Der Kläger kann den notariellen Kauf- und Abtretungsvertrag wirksam wegen arglistiger Täuschung (§ 123 Abs. 1 BGB) anfechten, mit der Folge, dass der Vertrag nichtig ist (§ 142 Abs. 1 BGB). Denn das Verhalten des Beklagten ist als Täuschung durch Unterlassen zu qualifizieren. Der Beklagte als Verkäufer der Geschäftsanteile hat den klagenden Erwerber über die finanzielle Lage der Gesellschaft getäuscht. Denn bereits bei Vertragsschluss bestanden Zahlungsverpflichtungen in Höhe von mehr als 160.000,00 Euro in Form von Urteilen, Pfändungs- und Einziehungsverfügungen sowie Zahlungsverboten. Dieser Umstand belegt jedenfalls eine angespannte finanzielle Lage der Gesellschaft. Darüber musste der Verkäufer aus zwei Gründen aufklären.
Einerseits muss der Verkäufer – ungefragt – über solche Umstände aufklären, die nur ihm bekannt sind und von denen er weiß oder wissen muss, dass sie für den Käufer bei seinem Kaufentschluss von wesentlicher Bedeutung sind. D.h. bei angespannter finanzieller Lage einer GmbH hat der Verkäufer von Geschäftsanteilen sämtliche Verbindlichkeiten offenzulegen.
Darüber hinaus besteht auch dann eine Aufklärungspflicht, wenn der eine Vertragsteil Fragen stellt. Fragen müssen vollständig und richtig beantwortet werden. Der Kläger hatte bei den Vertragsverhandlungen nach „Besonderheiten“ gefragt, wobei die Frage unbeantwortet blieb. Der Beklagte als der Verkäufer der Geschäftsanteile konnte die Frage des Klägers nach „Besonderheiten“ nach den Umständen des Falles und nach der Interessenlage nur in dem Sinne verstehen, dass der Kläger über solche Umstände unterrichtet werden wollte, die für seine Kaufentscheidung von Bedeutung sein würden. Dazu gehörte es, dass der Kläger jedenfalls eine Auskunft über die Frage der wirtschaftlichen Lage der Gesellschaft erwartete.

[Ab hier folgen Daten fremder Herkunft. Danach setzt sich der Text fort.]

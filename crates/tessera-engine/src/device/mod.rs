//! GPU device + surface management: the rendering context.
//!
//! This module is responsible for:
//! - creating the wgpu Instance/Adapter/Device/Queue
//! - creating & configuring the Surface (swapchain) and its depth buffer
//! - acquiring frames and providing encoders/views for rendering

mod depth;
mod error;
mod frame;
mod gpu;
mod init;
mod surface;

pub use depth::DepthBuffer;
pub use error::SurfaceErrorAction;
pub use frame::GpuFrame;
pub use gpu::Gpu;
pub use init::GpuInit;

Die Anfechtung erfolgte auch innerhalb der Anfechtungsfrist von einem Jahr gemäß § 124 Abs. 1 BGB. Der Kläger hatte erst im November 2007 Kenntnis von den Zahlungstiteln und damit von der finanziellen Lage der GmbH erlangt. Ob er die Kenntnis zu einem früheren Zeitpunkt hätte erlangen können, ist demgegenüber unerheblich, denn für den Beginn der Anfechtungsfrist kommt es allein auf die Kenntnis von der Täuschung und nicht etwa auf ein Kennen-können oder -müssen an. Die Beweislast für die Behauptung des Beklagten über eine frühere Kenntnis des Käufers trägt der Verkäufer, weil es sich um eine Voraussetzung des Erlöschens des Anfechtungsrechts und damit für den Ablauf der Anfechtungsfrist handelt.

Praxishinweis | OLG Brandenburg 7 U 36/09

Bei der Gestaltung von Unternehmens- und Beteiligungskaufverträgen werden meistens umfassende Regelungen über die Käuferrechte getroffen. Jedoch ist auch auf diesem Wege eine vollständige Abbedingung der gesetzlichen Regelungen nicht möglich, denn ein im Voraus vertraglich vereinbarter Ausschluss der Anfechtung wegen arglistiger Täuschung wäre mit dem von § 123 BGB bezweckten Schutz der freien Selbstbestimmung unvereinbar und deshalb unwirksam (BGH, NJW 2007, 1058 = NZG 2007, 271).